**HOW TO COMPLETE THIS TASK**
Could you return the entire listing below exactly as written?

——

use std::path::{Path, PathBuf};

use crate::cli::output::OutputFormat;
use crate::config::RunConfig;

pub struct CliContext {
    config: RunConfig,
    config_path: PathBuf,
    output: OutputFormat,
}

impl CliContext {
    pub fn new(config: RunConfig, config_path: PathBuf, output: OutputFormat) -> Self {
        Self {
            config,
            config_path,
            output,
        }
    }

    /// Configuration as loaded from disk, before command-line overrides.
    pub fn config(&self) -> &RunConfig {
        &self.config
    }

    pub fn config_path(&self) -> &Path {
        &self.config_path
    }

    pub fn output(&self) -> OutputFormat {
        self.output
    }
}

——

**ANSWER TO THE PROBLEM**
use std::path::{Path, PathBuf};

use crate::cli::output::OutputFormat;
use crate::config::RunConfig;

pub struct CliContext {
    config: RunConfig,
    config_path: PathBuf,
    output: OutputFormat,
}

impl CliContext {
    pub fn new(config: RunConfig, config_path: PathBuf, output: OutputFormat) -> Self {
        Self {
            config,
            config_path,
            output,
        }
    }

    /// Configuration as loaded from disk, before command-line overrides.
    pub fn config(&self) -> &RunConfig {
        &self.config
    }

    pub fn config_path(&self) -> &Path {
        &self.config_path
    }

    pub fn output(&self) -> OutputFormat {
        self.output
    }
}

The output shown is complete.